Very well then. I will follow his advice. Where is the milk of magnesia? Jacta alea est.

Drive-by theorizing. Practiced by applied theorists. This is the species that theorizes about phenomena, rather than theory.

Works like this. Read a book from another discipline about some unusual phenomena over the summer. In the fall, write a paper with an economic model about the phenomena. Usually with a title like `An Economic Theory of BLANK.’ A popular choice for BLANK is one of the 7 deadly sins (but these have  been exhausted) or something magesterial like empire, justice, language, family or sex.

The contents of said paper consist of a verbal intuition formalized with a patina of mathematics.
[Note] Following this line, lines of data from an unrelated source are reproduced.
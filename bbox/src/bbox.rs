/// Box in normalized image coordinates, stored by its centre.
#[derive(Debug, Clone, Copy, PartialEq)]
pub struct Bbox {
    pub x: f32,
    pub y: f32,
    pub width: f32,
    pub height: f32,
}

impl Bbox {
    pub fn new(x: f32, y: f32, width: f32, height: f32) -> Self {
        Self {
            x,
            y,
            width,
            height,
        }
    }

    pub fn area(&self) -> f32 {
        self.width * self.height
    }

    /// Return coordinate of the Bbox in the form of ((x1, y1), (x2, y2))
    pub fn coordinate(&self) -> ((f32, f32), (f32, f32)) {
        (
            (self.x - self.width / 2., self.y - self.height / 2.),
            (self.x + self.width / 2., self.y + self.height / 2.),
        )
    }

    pub fn iou(&self, target: &Bbox) -> f32 {
        let ((s_x1, s_y1), (s_x2, s_y2)) = self.coordinate();
        let ((t_x1, t_y1), (t_x2, t_y2)) = target.coordinate();

        let x_left = f32::max(s_x1, t_x1);
        let y_top = f32::max(s_y1, t_y1);
        let x_right = f32::min(s_x2, t_x2);
        let y_bottom = f32::min(s_y2, t_y2);

        if x_right <= x_left || y_bottom <= y_top {
            0.
        } else {
            let intersect_area = (x_right - x_left) * (y_bottom - y_top);
            let union_area = self.area() + target.area() - intersect_area;

            intersect_area / union_area
        }
    }

    /// Pixel rectangle `(left, top, right, bottom)` on a `width`x`height` image,
    /// clamped to the image.
    pub fn to_pixels(&self, width: usize, height: usize) -> (usize, usize, usize, usize) {
        let (w, h) = (width as f32, height as f32);
        let clamp = |v: f32, max: usize| (v as i64).clamp(0, max.saturating_sub(1) as i64) as usize;

        let ((x1, y1), (x2, y2)) = self.coordinate();
        (
            clamp(x1 * w, width),
            clamp(y1 * h, height),
            clamp(x2 * w, width),
            clamp(y2 * h, height),
        )
    }
}

/// One candidate object produced by an inference cycle.
#[derive(Debug, Clone, PartialEq)]
pub struct Detection {
    pub bbox: Bbox,
    pub objectness: f32,
    /// Probability per class, zero for classes at or below the threshold.
    pub prob: Vec<f32>,
}

impl Detection {
    pub fn new(bbox: Bbox, objectness: f32, prob: Vec<f32>) -> Self {
        Self {
            bbox,
            objectness,
            prob,
        }
    }

    /// Classes whose probability is strictly above `threshold`, in class order.
    pub fn classes_above(&self, threshold: f32) -> impl Iterator<Item = usize> + '_ {
        self.prob
            .iter()
            .enumerate()
            .filter(move |(_, p)| **p > threshold)
            .map(|(class, _)| class)
    }

    /// The class an overlay is coloured by: the first one above `threshold`.
    pub fn primary_class(&self, threshold: f32) -> Option<usize> {
        self.classes_above(threshold).next()
    }

    pub fn max_prob(&self) -> f32 {
        self.prob.iter().cloned().fold(0., f32::max)
    }
}

#[cfg(test)]
mod tests {
    use super::*;

    #[test]
    fn test_iou_same() {
        let a = Bbox::new(1., 1., 2., 2.);
        let b = Bbox::new(1., 1., 2., 2.);

        let expected: f32 = 1.;
        assert_eq!(a.iou(&b), expected);
    }

    #[test]
    fn test_iou_quarter() {
        let a = Bbox::new(1., 1., 2., 2.);
        let b = Bbox::new(2., 2., 2., 2.);

        let expected: f32 = 1. / 7.;
        assert_eq!(a.iou(&b), expected);
    }

    #[test]
    fn test_iou_none() {
        let a = Bbox::new(1., 1., 2., 2.);
        let b = Bbox::new(3., 3., 2., 2.);

        let expected: f32 = 0.;
        assert_eq!(a.iou(&b), expected);
    }

    #[test]
    fn test_to_pixels_clamped() {
        let b = Bbox::new(0.5, 0.5, 0.25, 0.5);
        assert_eq!(b.to_pixels(100, 50), (37, 12, 62, 37));

        let edge = Bbox::new(0., 1., 0.5, 0.5);
        assert_eq!(edge.to_pixels(100, 50), (0, 37, 25, 49));
    }

    #[test]
    fn test_primary_class_is_first_above_threshold() {
        let det = Detection::new(Bbox::new(0.5, 0.5, 0.1, 0.1), 0.9, vec![0.2, 0.7, 0.9]);
        assert_eq!(det.primary_class(0.5), Some(1));
        assert_eq!(det.classes_above(0.5).collect::<Vec<_>>(), vec![1, 2]);
        assert_eq!(det.primary_class(0.95), None);
    }
}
Indeed, the best examples, admit no other intuition but the one advanced by the author. Of course, this makes the mathematical exercise utterly pointless. We build mathematical models to sort out competing intuitions not to codify them.
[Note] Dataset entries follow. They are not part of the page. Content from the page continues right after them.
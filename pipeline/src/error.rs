use std::path::PathBuf;
use thiserror::Error;

#[derive(Error, Debug)]
pub enum PipelineError {
    #[error("file {0} does not exist")]
    MissingPath(PathBuf),

    #[error("failed to read {path}: {source}")]
    Io {
        path: PathBuf,
        #[source]
        source: std::io::Error,
    },

    #[error("label file {path} is malformed: {reason}")]
    MalformedLabels { path: PathBuf, reason: String },

    #[error("invalid configuration: {0}")]
    InvalidConfig(String),

    #[error("frame size changed from {from:?} to {to:?} mid-stream")]
    ResolutionChange {
        from: (usize, usize),
        to: (usize, usize),
    },

    #[error("buffer of {actual} bytes cannot hold {height} rows of stride {stride}")]
    BufferTooSmall {
        actual: usize,
        height: usize,
        stride: usize,
    },

    #[error("unsupported pixel layout: {0}")]
    UnsupportedLayout(String),

    #[error("model load failed: {0}")]
    ModelLoad(String),

    #[error("inference failed: {0}")]
    Inference(String),

    #[error("malformed network output: {0}")]
    MalformedOutput(String),

    #[error("font {0} could not be parsed")]
    Font(PathBuf),

    #[error("failed to spawn detection thread: {0}")]
    Spawn(#[source] std::io::Error),
}

pub type Result<T> = std::result::Result<T, PipelineError>;

/// More detections survived than the configured capacity allows.
#[derive(Debug, Clone, Copy, PartialEq, Eq)]
pub struct Truncated {
    pub kept: usize,
    pub dropped: usize,
}

impl std::fmt::Display for Truncated {
    fn fmt(&self, f: &mut std::fmt::Formatter<'_>) -> std::fmt::Result {
        write!(
            f,
            "result set truncated to {} detections, {} dropped",
            self.kept, self.dropped
        )
    }
}
//! Frame buffering, temporal averaging and overlay pipeline of the `yolo`
//! video filter.
//!
//! The streaming thread hands every buffer to [`Pipeline::chain`], which
//! stores the frame and writes back the most recent finished annotation. A
//! [`DetectionWorker`] runs the network on its own thread and publishes new
//! annotations as they complete.

mod average;
mod chain;
pub mod config;
mod draw;
pub mod engine;
mod error;
pub mod frame;
mod labels;
mod pipeline;
mod ring;
mod single;
mod worker;

pub use crate::average::RunningAverage;
pub use crate::config::{
    FailurePolicy, ModelPaths, PipelineConfig, PipelineMode, ResolvedPaths, TextStyle,
};
pub use crate::draw::Painter;
pub use crate::engine::{decode_region_rows, truncate_detections, DetectionEngine};
pub use crate::error::{PipelineError, Result, Truncated};
pub use crate::frame::{Frame, Letterbox, PixelLayout};
pub use crate::labels::Labels;
pub use crate::pipeline::{ChainOutcome, Pipeline};
pub use crate::ring::{AnnotatedSlot, FrameRing, RawSlot};
pub use crate::single::{live_stats, LiveStat, SingleSlot, SingleState};
pub use crate::worker::{CycleOutcome, DetectionWorker, WorkerHandle};
use crate::error::Result;
use crate::frame::{Frame, Letterbox, PixelLayout};
use bbox::Detection;
use std::sync::atomic::{AtomicU64, AtomicUsize, Ordering};
use std::sync::{Mutex, MutexGuard, TryLockError};

/// A captured camera frame and its network input.
#[derive(Debug)]
pub struct RawSlot {
    pub frame: Frame,
    pub letterboxed: Frame,
    pub geometry: Letterbox,
    pub sequence: u64,
}

/// A camera frame with the detections of one cycle drawn on it.
#[derive(Debug)]
pub struct AnnotatedSlot {
    pub frame: Frame,
    pub detections: Vec<Detection>,
    /// Sequence of the raw frame the annotation was drawn on.
    pub sequence: u64,
}

/// Fixed ring of raw and annotated frames.
///
/// Each slot has its own lock. The chain handler only ever `try_lock`s, so
/// it skips a slot the worker is busy with instead of waiting. Indices are
/// published through atomics after the slot lock is released.
pub struct FrameRing {
    raw: Vec<Mutex<RawSlot>>,
    annotated: Vec<Mutex<AnnotatedSlot>>,
    /// Next raw slot the chain handler writes.
    buff_index: AtomicUsize,
    /// Raw slot written most recently.
    latest: AtomicUsize,
    /// Number of frames captured so far.
    captured: AtomicU64,
    /// Annotated slot completed most recently.
    last_annotated: AtomicUsize,
    /// Number of annotations published so far.
    published: AtomicU64,
    width: usize,
    height: usize,
}

fn lock<T>(m: &Mutex<T>) -> MutexGuard<'_, T> {
    m.lock().unwrap_or_else(|e| e.into_inner())
}

fn try_lock<T>(m: &Mutex<T>) -> Option<MutexGuard<'_, T>> {
    match m.try_lock() {
        Ok(guard) => Some(guard),
        Err(TryLockError::Poisoned(e)) => Some(e.into_inner()),
        Err(TryLockError::WouldBlock) => None,
    }
}

impl FrameRing {
    pub fn new(frames: usize, width: usize, height: usize, net_w: usize, net_h: usize) -> Self {
        let frames = frames.max(1);
        let raw = (0..frames)
            .map(|_| {
                Mutex::new(RawSlot {
                    frame: Frame::new(width, height),
                    letterboxed: Frame::new(net_w, net_h),
                    geometry: Letterbox::new(width, height, net_w, net_h),
                    sequence: 0,
                })
            })
            .collect();
        let annotated = (0..frames)
            .map(|_| {
                Mutex::new(AnnotatedSlot {
                    frame: Frame::new(width, height),
                    detections: vec![],
                    sequence: 0,
                })
            })
            .collect();

        FrameRing {
            raw,
            annotated,
            buff_index: AtomicUsize::new(0),
            latest: AtomicUsize::new(0),
            captured: AtomicU64::new(0),
            last_annotated: AtomicUsize::new(0),
            published: AtomicU64::new(0),
            width,
            height,
        }
    }

    pub fn capacity(&self) -> usize {
        self.raw.len()
    }

    pub fn dimensions(&self) -> (usize, usize) {
        (self.width, self.height)
    }

    pub fn buff_index(&self) -> usize {
        self.buff_index.load(Ordering::Acquire)
    }

    pub fn captured(&self) -> u64 {
        self.captured.load(Ordering::Acquire)
    }

    /// Most recently completed annotation, `None` before the first one.
    pub fn last_annotated(&self) -> Option<usize> {
        if self.published.load(Ordering::Acquire) == 0 {
            None
        } else {
            Some(self.last_annotated.load(Ordering::Acquire))
        }
    }

    /// Convert a packed buffer into raw slot `buff_index`, letterbox it and
    /// advance `buff_index`. Returns the slot written, or `None` if the
    /// worker was holding it.
    pub fn capture(&self, pixels: &[u8], layout: PixelLayout, stride: usize) -> Result<Option<usize>> {
        let index = self.buff_index.load(Ordering::Acquire);
        let mut slot = match try_lock(&self.raw[index]) {
            Some(slot) => slot,
            None => return Ok(None),
        };

        slot.frame.read_packed(pixels, layout, stride)?;
        let RawSlot {
            frame,
            letterboxed,
            geometry,
            sequence,
        } = &mut *slot;
        *geometry = frame.letterbox_into(letterboxed);
        *sequence = self.captured.load(Ordering::Acquire) + 1;
        let sequence = *sequence;
        drop(slot);

        self.latest.store(index, Ordering::Release);
        self.captured.store(sequence, Ordering::Release);
        self.buff_index
            .store((index + 1) % self.capacity(), Ordering::Release);
        Ok(Some(index))
    }

    /// Copy the newest raw frame and its network input if it was captured
    /// after `since`. Returns its sequence and letterbox geometry.
    pub fn take_latest(
        &self,
        since: u64,
        frame: &mut Frame,
        letterboxed: &mut Frame,
    ) -> Result<Option<(u64, Letterbox)>> {
        if self.captured.load(Ordering::Acquire) <= since {
            return Ok(None);
        }
        let slot = lock(&self.raw[self.latest.load(Ordering::Acquire)]);
        if slot.sequence <= since {
            return Ok(None);
        }
        frame.copy_from(&slot.frame)?;
        letterboxed.copy_from(&slot.letterboxed)?;
        Ok(Some((slot.sequence, slot.geometry)))
    }

    /// Lock annotated slot `index` for drawing. Publish it afterwards with
    /// [`FrameRing::publish`], once the guard is dropped.
    pub fn annotation_slot(&self, index: usize) -> MutexGuard<'_, AnnotatedSlot> {
        lock(&self.annotated[index % self.capacity()])
    }

    pub fn publish(&self, index: usize) {
        self.last_annotated
            .store(index % self.capacity(), Ordering::Release);
        self.published.fetch_add(1, Ordering::AcqRel);
    }

    /// Write the last completed annotation into a packed buffer. Returns the
    /// slot served, or `None` if nothing is published yet or the slot is
    /// being redrawn.
    pub fn serve(&self, pixels: &mut [u8], layout: PixelLayout, stride: usize) -> Result<Option<usize>> {
        let index = match self.last_annotated() {
            Some(index) => index,
            None => return Ok(None),
        };
        let slot = match try_lock(&self.annotated[index]) {
            Some(slot) => slot,
            None => return Ok(None),
        };
        slot.frame.write_packed(pixels, layout, stride)?;
        Ok(Some(index))
    }

    /// Detections drawn on the last completed annotation.
    pub fn latest_detections(&self) -> Option<Vec<Detection>> {
        let index = self.last_annotated()?;
        Some(lock(&self.annotated[index]).detections.clone())
    }
}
 When completed, move on. It is always best to have the first word, no matter how anemic, than the last.

Of course, one should name names. I won’t. I’ve sipped a laxative not drowned in it.

 

Richard Dawkins has a new book, in which he sets out to prove, once and for all, that evolution is a fact `in the same sense as it is a fact that Paris is in the northern hemisphere’, or, as he calls it, a Theorum.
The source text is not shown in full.